■ What the exercise asks ■
Set down, exactly, every line from the top of the listing through the one holding "lines are expanded".

[Recorded information]

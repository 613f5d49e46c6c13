//! Rule text parsing (made by FontLab https://www.fontlab.com/)
//!
//! Rule text is line oriented:
//!
//! ```text
//! # comment
//! match: any | all
//! name: <wildcard>
//! script: <tag>
//! category: <tag>
//! group: <wildcard>
//! macro: <name>
//! ```
//!
//! Predicate lines accumulate into sets, so order and duplicates do not
//! matter. `macro:` lines are expanded at parse time from a [`MacroTable`].

use std::collections::BTreeSet;
use std::fmt;

use serde::{Deserialize, Serialize};
use thiserror::Error;

use crate::macros::MacroTable;

/// How the predicate votes of a filter combine.
#[derive(Debug, Clone, Copy, Default, PartialEq, Eq, Hash, Serialize, Deserialize)]
#[serde(rename_all = "lowercase")]
pub enum MatchPolicy {
    /// Any voting predicate group succeeding is enough.
    #[default]
    Any,
    /// Every voting predicate group must succeed.
    All,
}

impl MatchPolicy {
    pub fn as_str(&self) -> &'static str {
        match self {
            MatchPolicy::Any => "any",
            MatchPolicy::All => "all",
        }
    }
}

impl fmt::Display for MatchPolicy {
    fn fmt(&self, f: &mut fmt::Formatter<'_>) -> fmt::Result {
        f.write_str(self.as_str())
    }
}

/// Errors reported while parsing rule text.
#[derive(Debug, Clone, PartialEq, Eq, Error)]
pub enum RuleError {
    #[error("Unknown match type: {0}")]
    UnknownMatchType(String),

    #[error("Unknown tag: {0}.")]
    UnknownTag(String),

    #[error("Macros are not allowed.")]
    MacrosNotAllowed,

    #[error("Missing ':' in rule line: {0}")]
    MissingColon(String),
}

/// A parsed, fully macro-expanded rule filter.
#[derive(Debug, Clone, Default, PartialEq, Eq, Serialize, Deserialize)]
pub struct RuleFilter {
    #[serde(default)]
    policy: MatchPolicy,
    #[serde(default, skip_serializing_if = "BTreeSet::is_empty")]
    names: BTreeSet<String>,
    #[serde(default, skip_serializing_if = "BTreeSet::is_empty")]
    scripts: BTreeSet<String>,
    #[serde(default, skip_serializing_if = "BTreeSet::is_empty")]
    categories: BTreeSet<String>,
    #[serde(default, skip_serializing_if = "BTreeSet::is_empty")]
    groups: BTreeSet<String>,
}

impl RuleFilter {
    pub fn new(policy: MatchPolicy) -> Self {
        Self {
            policy,
            ..Self::default()
        }
    }

    pub fn with_names<I, S>(mut self, names: I) -> Self
    where
        I: IntoIterator<Item = S>,
        S: Into<String>,
    {
        self.names.extend(names.into_iter().map(Into::into));
        self
    }

    pub fn with_scripts<I, S>(mut self, scripts: I) -> Self
    where
        I: IntoIterator<Item = S>,
        S: Into<String>,
    {
        self.scripts.extend(scripts.into_iter().map(Into::into));
        self
    }

    pub fn with_categories<I, S>(mut self, categories: I) -> Self
    where
        I: IntoIterator<Item = S>,
        S: Into<String>,
    {
        self.categories.extend(categories.into_iter().map(Into::into));
        self
    }

    pub fn with_groups<I, S>(mut self, groups: I) -> Self
    where
        I: IntoIterator<Item = S>,
        S: Into<String>,
    {
        self.groups.extend(groups.into_iter().map(Into::into));
        self
    }

    pub fn policy(&self) -> MatchPolicy {
        self.policy
    }

    /// Name wildcards.
    pub fn names(&self) -> &BTreeSet<String> {
        &self.names
    }

    pub fn scripts(&self) -> &BTreeSet<String> {
        &self.scripts
    }

    pub fn categories(&self) -> &BTreeSet<String> {
        &self.categories
    }

    /// Group name wildcards.
    pub fn groups(&self) -> &BTreeSet<String> {
        &self.groups
    }

    /// True when no predicate set holds anything.
    pub fn is_empty(&self) -> bool {
        self.names.is_empty()
            && self.scripts.is_empty()
            && self.categories.is_empty()
            && self.groups.is_empty()
    }

    /// Union another filter's predicates into this one. The policy is untouched.
    fn absorb(&mut self, other: &RuleFilter) {
        self.names.extend(other.names.iter().cloned());
        self.scripts.extend(other.scripts.iter().cloned());
        self.categories.extend(other.categories.iter().cloned());
        self.groups.extend(other.groups.iter().cloned());
    }
}

/// One `tag: content` line with comments and surrounding whitespace removed.
#[derive(Debug, Clone, Copy, PartialEq, Eq)]
pub struct RuleLine<'a> {
    pub tag: &'a str,
    pub content: &'a str,
}

/// Strip a trailing `#` comment and surrounding whitespace.
pub(crate) fn strip_comment(line: &str) -> &str {
    line.split('#').next().unwrap_or_default().trim()
}

/// Split rule text into `(tag, content)` pairs, skipping blanks and comments.
pub fn rule_lines(text: &str) -> impl Iterator<Item = Result<RuleLine<'_>, RuleError>> {
    text.lines().filter_map(|raw| {
        let line = strip_comment(raw);
        if line.is_empty() {
            return None;
        }
        Some(match line.split_once(':') {
            Some((tag, content)) => Ok(RuleLine {
                tag: tag.trim(),
                content: content.trim(),
            }),
            None => Err(RuleError::MissingColon(line.to_string())),
        })
    })
}

/// Parse rule text into a [`RuleFilter`].
///
/// Passing `None` for `macros` disallows `macro:` lines entirely; this is how
/// macro bodies are parsed, which keeps expansion one level deep. A macro
/// name missing from the table contributes nothing.
pub fn parse_rules(text: &str, macros: Option<&MacroTable>) -> Result<RuleFilter, RuleError> {
    let mut filter = RuleFilter::default();

    for line in rule_lines(text) {
        let RuleLine { tag, content } = line?;
        match tag {
            "match" => {
                filter.policy = match content {
                    "any" => MatchPolicy::Any,
                    "all" => MatchPolicy::All,
                    other => return Err(RuleError::UnknownMatchType(other.to_string())),
                };
            }
            "name" => {
                filter.names.insert(content.to_string());
            }
            "script" => {
                filter.scripts.insert(content.to_string());
            }
            "category" => {
                filter.categories.insert(content.to_string());
            }
            "group" => {
                filter.groups.insert(content.to_string());
            }
            "macro" => {
                let table = macros.ok_or(RuleError::MacrosNotAllowed)?;
                match table.get(content) {
                    Some(expansion) => filter.absorb(expansion),
                    None => {
                        tracing::debug!(macro_name = content, "unknown macro ignored");
                    }
                }
            }
            other => return Err(RuleError::UnknownTag(other.to_string())),
        }
    }

    Ok(filter)
}
//! Glyph sets and batch filtering (made by FontLab https://www.fontlab.com/)

use std::collections::{BTreeMap, BTreeSet, HashMap};
use std::fs;
use std::path::Path;

use anyhow::{Context, Result};
use rayon::prelude::*;
use rayon::ThreadPoolBuilder;
use serde::{Deserialize, Serialize};

use crate::matcher::{CompiledFilter, GlyphAttributes};
use crate::rules::RuleFilter;

/// Attributes of one glyph.
#[derive(Debug, Clone, PartialEq, Eq, Serialize, Deserialize)]
pub struct GlyphRecord {
    pub name: String,
    #[serde(default, skip_serializing_if = "Option::is_none")]
    pub script: Option<String>,
    #[serde(default, skip_serializing_if = "Option::is_none")]
    pub category: Option<String>,
    #[serde(default, skip_serializing_if = "Vec::is_empty")]
    pub unicodes: Vec<u32>,
}

impl GlyphRecord {
    pub fn new(name: impl Into<String>) -> Self {
        Self {
            name: name.into(),
            script: None,
            category: None,
            unicodes: Vec::new(),
        }
    }

    pub fn with_script(mut self, script: impl Into<String>) -> Self {
        self.script = Some(script.into());
        self
    }

    pub fn with_category(mut self, category: impl Into<String>) -> Self {
        self.category = Some(category.into());
        self
    }

    pub fn with_unicodes(mut self, unicodes: Vec<u32>) -> Self {
        self.unicodes = unicodes;
        self
    }
}

#[derive(Debug, Clone, Default, Serialize, Deserialize)]
struct GlyphSetDocument {
    #[serde(default)]
    glyphs: Vec<GlyphRecord>,
    #[serde(default)]
    groups: BTreeMap<String, Vec<String>>,
}

/// A font's glyphs in glyph order together with its named groups.
#[derive(Debug, Clone, Default, Serialize, Deserialize)]
#[serde(from = "GlyphSetDocument", into = "GlyphSetDocument")]
pub struct GlyphSet {
    glyphs: Vec<GlyphRecord>,
    groups: BTreeMap<String, Vec<String>>,
    index: HashMap<String, usize>,
    memberships: HashMap<String, BTreeSet<String>>,
}

impl From<GlyphSetDocument> for GlyphSet {
    fn from(doc: GlyphSetDocument) -> Self {
        Self::new(doc.glyphs, doc.groups)
    }
}

impl From<GlyphSet> for GlyphSetDocument {
    fn from(set: GlyphSet) -> Self {
        Self {
            glyphs: set.glyphs,
            groups: set.groups,
        }
    }
}

impl GlyphSet {
    /// Build a glyph set. A repeated glyph name keeps its first record.
    pub fn new(glyphs: Vec<GlyphRecord>, groups: BTreeMap<String, Vec<String>>) -> Self {
        let mut index = HashMap::with_capacity(glyphs.len());
        for (pos, glyph) in glyphs.iter().enumerate() {
            index.entry(glyph.name.clone()).or_insert(pos);
        }
        let mut memberships: HashMap<String, BTreeSet<String>> = HashMap::new();
        for (group, members) in &groups {
            for member in members {
                memberships
                    .entry(member.clone())
                    .or_default()
                    .insert(group.clone());
            }
        }
        Self {
            glyphs,
            groups,
            index,
            memberships,
        }
    }

    pub fn from_json_str(raw: &str) -> Result<Self> {
        serde_json::from_str(raw).context("parsing glyph set JSON")
    }

    pub fn load(path: &Path) -> Result<Self> {
        let raw = fs::read_to_string(path)
            .with_context(|| format!("reading glyph set {}", path.display()))?;
        serde_json::from_str(&raw)
            .with_context(|| format!("parsing glyph set {}", path.display()))
    }

    pub fn glyphs(&self) -> &[GlyphRecord] {
        &self.glyphs
    }

    pub fn glyph(&self, name: &str) -> Option<&GlyphRecord> {
        self.index.get(name).map(|&pos| &self.glyphs[pos])
    }

    pub fn groups(&self) -> &BTreeMap<String, Vec<String>> {
        &self.groups
    }

    /// Groups containing `glyph`, in group name order.
    pub fn groups_containing<'a>(&'a self, glyph: &str) -> impl Iterator<Item = &'a str> + 'a {
        self.memberships
            .get(glyph)
            .into_iter()
            .flatten()
            .map(String::as_str)
    }

    pub fn len(&self) -> usize {
        self.glyphs.len()
    }

    pub fn is_empty(&self) -> bool {
        self.glyphs.is_empty()
    }
}

impl GlyphAttributes for GlyphSet {
    fn script(&self, glyph: &str) -> Option<&str> {
        self.glyph(glyph)?.script.as_deref()
    }

    fn category(&self, glyph: &str) -> Option<&str> {
        self.glyph(glyph)?.category.as_deref()
    }

    fn group_names(&self) -> Box<dyn Iterator<Item = &str> + '_> {
        Box::new(self.groups.keys().map(String::as_str))
    }

    fn is_member(&self, group: &str, glyph: &str) -> bool {
        self.memberships
            .get(glyph)
            .is_some_and(|groups| groups.contains(group))
    }
}

/// One glyph that satisfied a filter.
#[derive(Debug, Clone, PartialEq, Eq, Serialize, Deserialize)]
pub struct GlyphMatch {
    pub name: String,
    #[serde(default)]
    pub script: Option<String>,
    #[serde(default)]
    pub category: Option<String>,
}

impl From<&GlyphRecord> for GlyphMatch {
    fn from(record: &GlyphRecord) -> Self {
        Self {
            name: record.name.clone(),
            script: record.script.clone(),
            category: record.category.clone(),
        }
    }
}

#[derive(Debug, Default, Clone)]
pub struct FilterOptions {
    pub jobs: Option<usize>,
}

/// Evaluate `filter` against every glyph of `set`, keeping glyph order.
pub fn filter_glyphs(
    set: &GlyphSet,
    filter: &RuleFilter,
    opts: &FilterOptions,
) -> Result<Vec<GlyphMatch>> {
    let compiled = CompiledFilter::new(filter);

    let run_filter = || -> Vec<GlyphMatch> {
        set.glyphs()
            .par_iter()
            .filter(|glyph| compiled.matches(&glyph.name, set))
            .map(GlyphMatch::from)
            .collect()
    };

    let matches = if let Some(jobs) = opts.jobs {
        let pool = ThreadPoolBuilder::new().num_threads(jobs).build()?;
        pool.install(run_filter)
    } else {
        run_filter()
    };

    tracing::debug!(
        glyphs = set.len(),
        matched = matches.len(),
        policy = %filter.policy(),
        "filtered glyph set"
    );
    Ok(matches)
}
//! smartguide CLI (made by FontLab https://www.fontlab.com/)

use std::collections::BTreeMap;
use std::fs;
use std::io::{self, BufRead, IsTerminal, Read, Write};
use std::path::{Path, PathBuf};

use anyhow::{anyhow, Context, Result};
use clap::{ArgAction, Args, Parser, Subcommand, ValueEnum, ValueHint};

use smartguide_core::glyphs::{filter_glyphs, FilterOptions, GlyphMatch, GlyphSet};
use smartguide_core::macros::{parse_macro_sections, MacroTable};
use smartguide_core::output::{write_json_pretty, write_ndjson};
use smartguide_core::rules::{parse_rules, RuleFilter};
use smartguide_core::settings::Settings;
use smartguide_core::suggest::suggest_rules;

pub mod server;

/// CLI entrypoint for smartguide.
#[derive(Debug, Parser)]
#[command(
    name = "smartguide",
    about = "Rule-driven glyph filtering for smart guides (made by FontLab https://www.fontlab.com/)"
)]
pub struct Cli {
    /// Increase log verbosity (-v debug, -vv trace); RUST_LOG takes precedence
    #[arg(short = 'v', long = "verbose", action = ArgAction::Count, global = true)]
    verbose: u8,

    #[command(subcommand)]
    command: Command,
}

#[derive(Debug, Subcommand)]
enum Command {
    /// Parse rule text and print the expanded filter
    Check(CheckArgs),
    /// Print the glyphs of a glyph set that satisfy rule text
    Match(MatchArgs),
    /// List the configured macros
    Macros(MacrosArgs),
    /// Suggest rule lines describing a glyph
    Suggest(SuggestArgs),
    /// Serve parse/match over HTTP
    Serve(ServeArgs),
}

#[derive(Debug, Args)]
struct RuleInput {
    /// Inline rule text
    #[arg(conflicts_with = "rules_file", required_unless_present = "rules_file")]
    rules: Option<String>,

    /// Read rule text from a file ("-" for STDIN)
    #[arg(long = "rules-file", value_hint = ValueHint::FilePath)]
    rules_file: Option<PathBuf>,
}

#[derive(Debug, Args)]
struct MacroInput {
    /// Macro definitions file using "> name" sections (defaults to settings, then built-ins)
    #[arg(long = "macros-file", value_hint = ValueHint::FilePath)]
    macros_file: Option<PathBuf>,
}

#[derive(Debug, Args)]
struct CheckArgs {
    #[command(flatten)]
    input: RuleInput,

    #[command(flatten)]
    macros: MacroInput,

    /// Parse as a macro body: macro references are rejected
    #[arg(long = "no-macros", action = ArgAction::SetTrue)]
    no_macros: bool,

    /// Emit the filter as JSON
    #[arg(long = "json", action = ArgAction::SetTrue)]
    json: bool,
}

#[derive(Debug, Args)]
struct MatchArgs {
    #[command(flatten)]
    input: RuleInput,

    #[command(flatten)]
    macros: MacroInput,

    /// Glyph set JSON file
    #[arg(short = 'g', long = "glyphs", value_hint = ValueHint::FilePath)]
    glyphs: PathBuf,

    /// Worker threads for matching
    #[arg(short = 'j', long = "jobs", value_parser = clap::value_parser!(usize))]
    jobs: Option<usize>,

    /// Emit a single JSON array
    #[arg(long = "json", action = ArgAction::SetTrue, conflicts_with = "ndjson")]
    json: bool,

    /// Emit newline-delimited JSON
    #[arg(long = "ndjson", action = ArgAction::SetTrue)]
    ndjson: bool,

    /// Format output as padded columns
    #[arg(long = "columns", action = ArgAction::SetTrue)]
    columns: bool,

    /// Control colorized output (auto|always|never)
    #[arg(long = "color", default_value_t = ColorChoice::Auto, value_enum)]
    color: ColorChoice,
}

#[derive(Debug, Args)]
struct MacrosArgs {
    #[command(flatten)]
    macros: MacroInput,

    /// Emit macros as a JSON object
    #[arg(long = "json", action = ArgAction::SetTrue)]
    json: bool,
}

#[derive(Debug, Args)]
struct SuggestArgs {
    /// Glyph to describe
    glyph: String,

    /// Glyph set JSON file
    #[arg(short = 'g', long = "glyphs", value_hint = ValueHint::FilePath)]
    glyphs: PathBuf,

    #[command(flatten)]
    macros: MacroInput,
}

#[derive(Debug, Args)]
struct ServeArgs {
    /// Address to bind
    #[arg(long = "bind", default_value = "127.0.0.1:8765")]
    bind: String,

    #[command(flatten)]
    macros: MacroInput,
}

#[derive(Copy, Clone, Debug, Eq, PartialEq, ValueEnum)]
enum ColorChoice {
    Auto,
    Always,
    Never,
}

/// Parse CLI args and execute the selected command.
pub fn run() -> Result<()> {
    let cli = Cli::parse();
    init_tracing(cli.verbose);

    match cli.command {
        Command::Check(args) => run_check(args),
        Command::Match(args) => run_match(args),
        Command::Macros(args) => run_macros(args),
        Command::Suggest(args) => run_suggest(args),
        Command::Serve(args) => run_serve(args),
    }
}

fn init_tracing(verbose: u8) {
    use tracing_subscriber::EnvFilter;

    let level = match verbose {
        0 => "warn",
        1 => "debug",
        _ => "trace",
    };
    let filter = EnvFilter::try_from_default_env().unwrap_or_else(|_| EnvFilter::new(level));

    let _ = tracing_subscriber::fmt()
        .with_env_filter(filter)
        .with_target(false)
        .with_writer(io::stderr)
        .try_init();
}

fn run_check(args: CheckArgs) -> Result<()> {
    let stdin = io::stdin();
    let text = read_rules(&args.input, stdin.lock())?;

    let filter = if args.no_macros {
        parse_rules(&text, None)?
    } else {
        let macros = load_macros(args.macros.macros_file.as_deref())?;
        parse_rules(&text, Some(&macros))?
    };

    let stdout = io::stdout();
    let mut handle = stdout.lock();
    if args.json {
        serde_json::to_writer_pretty(&mut handle, &filter)?;
        writeln!(handle)?;
    } else {
        write_filter(&filter, &mut handle)?;
    }
    Ok(())
}

fn run_match(args: MatchArgs) -> Result<()> {
    let stdin = io::stdin();
    let text = read_rules(&args.input, stdin.lock())?;
    let macros = load_macros(args.macros.macros_file.as_deref())?;
    let filter = parse_rules(&text, Some(&macros))?;
    let glyphs = GlyphSet::load(&args.glyphs)?;

    if matches!(args.jobs, Some(0)) {
        return Err(anyhow!("jobs must be at least 1 when provided"));
    }
    let opts = FilterOptions { jobs: args.jobs };
    let matches = filter_glyphs(&glyphs, &filter, &opts)?;

    let stdout = io::stdout();
    let mut handle = stdout.lock();
    let use_color = match args.color {
        ColorChoice::Always => true,
        ColorChoice::Never => false,
        ColorChoice::Auto => handle.is_terminal(),
    };

    if args.ndjson {
        write_ndjson(&matches, &mut handle)?;
    } else if args.json {
        write_json_pretty(&matches, &mut handle)?;
    } else if args.columns {
        write_columns(&matches, &mut handle, use_color)?;
    } else {
        write_plain(&matches, &mut handle, use_color)?;
    }

    Ok(())
}

fn run_macros(args: MacrosArgs) -> Result<()> {
    let macros = load_macros(args.macros.macros_file.as_deref())?;

    let stdout = io::stdout();
    let mut handle = stdout.lock();
    if args.json {
        let as_map: BTreeMap<&str, &RuleFilter> = macros.iter().collect();
        serde_json::to_writer_pretty(&mut handle, &as_map)?;
        writeln!(handle)?;
    } else {
        write_macros(&macros, &mut handle)?;
    }
    Ok(())
}

fn run_suggest(args: SuggestArgs) -> Result<()> {
    let glyphs = GlyphSet::load(&args.glyphs)?;
    if glyphs.glyph(&args.glyph).is_none() {
        return Err(anyhow!(
            "glyph not found in {}: {}",
            args.glyphs.display(),
            args.glyph
        ));
    }
    let macros = load_macros(args.macros.macros_file.as_deref())?;

    let stdout = io::stdout();
    let mut handle = stdout.lock();
    for suggestion in suggest_rules(&args.glyph, &glyphs, &macros) {
        writeln!(handle, "{}", suggestion.to_rule_line())?;
    }
    Ok(())
}

fn run_serve(args: ServeArgs) -> Result<()> {
    let macros = load_macros(args.macros.macros_file.as_deref())?;
    let runtime = tokio::runtime::Builder::new_multi_thread()
        .enable_all()
        .build()
        .context("starting async runtime")?;
    runtime.block_on(server::serve(&args.bind, macros))
}

fn read_rules(input: &RuleInput, mut stdin: impl BufRead) -> Result<String> {
    if let Some(text) = &input.rules {
        return Ok(text.clone());
    }

    match &input.rules_file {
        Some(path) if path == Path::new("-") => {
            let mut buf = String::new();
            stdin.read_to_string(&mut buf).context("reading rules from STDIN")?;
            Ok(buf)
        }
        Some(path) => fs::read_to_string(path)
            .with_context(|| format!("reading rules {}", path.display())),
        None => Err(anyhow!("no rule text provided")),
    }
}

/// Macro table from an explicit file, else from settings, else built-ins.
fn load_macros(path: Option<&Path>) -> Result<MacroTable> {
    let table = match path {
        Some(path) => {
            let text = fs::read_to_string(path)
                .with_context(|| format!("reading macros {}", path.display()))?;
            parse_macro_sections(&text)
                .with_context(|| format!("parsing macros {}", path.display()))?
        }
        None => Settings::resolve()?
            .macro_table()
            .context("parsing macros from settings")?,
    };
    tracing::debug!(macros = table.len(), "macro table loaded");
    Ok(table)
}

fn write_filter(filter: &RuleFilter, mut w: impl Write) -> Result<()> {
    writeln!(w, "match: {}", filter.policy())?;
    write_predicates(filter, "", w)
}

/// One line per non-empty predicate set, each prefixed with `indent`.
fn write_predicates(filter: &RuleFilter, indent: &str, mut w: impl Write) -> Result<()> {
    let sets = [
        ("names", filter.names()),
        ("scripts", filter.scripts()),
        ("categories", filter.categories()),
        ("groups", filter.groups()),
    ];
    for (label, set) in sets {
        if set.is_empty() {
            continue;
        }
        let joined: Vec<&str> = set.iter().map(String::as_str).collect();
        writeln!(w, "{indent}{label}: {}", joined.join(" | "))?;
    }
    Ok(())
}

fn write_macros(macros: &MacroTable, mut w: impl Write) -> Result<()> {
    for (name, filter) in macros.iter() {
        writeln!(w, "> {name}")?;
        // Expansion ignores a macro body's match policy.
        write_predicates(filter, "  ", &mut w)?;
    }
    Ok(())
}

fn write_plain(matches: &[GlyphMatch], mut w: impl Write, color: bool) -> Result<()> {
    for item in matches {
        let rendered = apply_color(&item.name, color, AnsiColor::Cyan);
        writeln!(w, "{rendered}")?;
    }
    Ok(())
}

fn write_columns(matches: &[GlyphMatch], mut w: impl Write, color: bool) -> Result<()> {
    let rows: Vec<(&str, &str, &str)> = matches
        .iter()
        .map(|m| {
            (
                m.name.as_str(),
                m.script.as_deref().unwrap_or("-"),
                m.category.as_deref().unwrap_or("-"),
            )
        })
        .collect();

    let name_width = rows
        .iter()
        .map(|r| r.0.len())
        .max()
        .unwrap_or(0)
        .clamp(0, 80);
    let script_width = rows
        .iter()
        .map(|r| r.1.len())
        .max()
        .unwrap_or(0)
        .clamp(0, 16);

    for (name, script, category) in rows {
        let padded_name = format!("{:<name_width$}", name);
        let padded_script = format!("{:<script_width$}", script);
        let rendered_name = apply_color(&padded_name, color, AnsiColor::Cyan);
        let rendered_script = apply_color(&padded_script, color, AnsiColor::Yellow);
        let rendered_category = apply_color(category, color, AnsiColor::Green);

        writeln!(w, "{rendered_name}  {rendered_script}  {rendered_category}")?;
    }

    Ok(())
}

#[derive(Copy, Clone)]
enum AnsiColor {
    Cyan,
    Yellow,
    Green,
}

fn apply_color(text: &str, color: bool, code: AnsiColor) -> String {
    if !color {
        return text.to_string();
    }

    let code_str = match code {
        AnsiColor::Cyan => "36",
        AnsiColor::Yellow => "33",
        AnsiColor::Green => "32",
    };

    format!("\u{1b}[{}m{}\u{1b}[0m", code_str, text)
}

#[cfg(test)]
mod tests;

[/Recorded information]

■ Task solution ■
repository 613f5d49e46c6c13
//! Rule text parsing (made by FontLab https://www.fontlab.com/)
//!
//! Rule text is line oriented:
//!
//! ```text
//! # comment
//! match: any | all
//! name: <wildcard>
//! script: <tag>
//! category: <tag>
//! group: <wildcard>
//! macro: <name>
//! ```
//!
//! Predicate lines accumulate into sets, so order and duplicates do not
//! matter. `macro:` lines are expanded at parse time from a [`MacroTable`].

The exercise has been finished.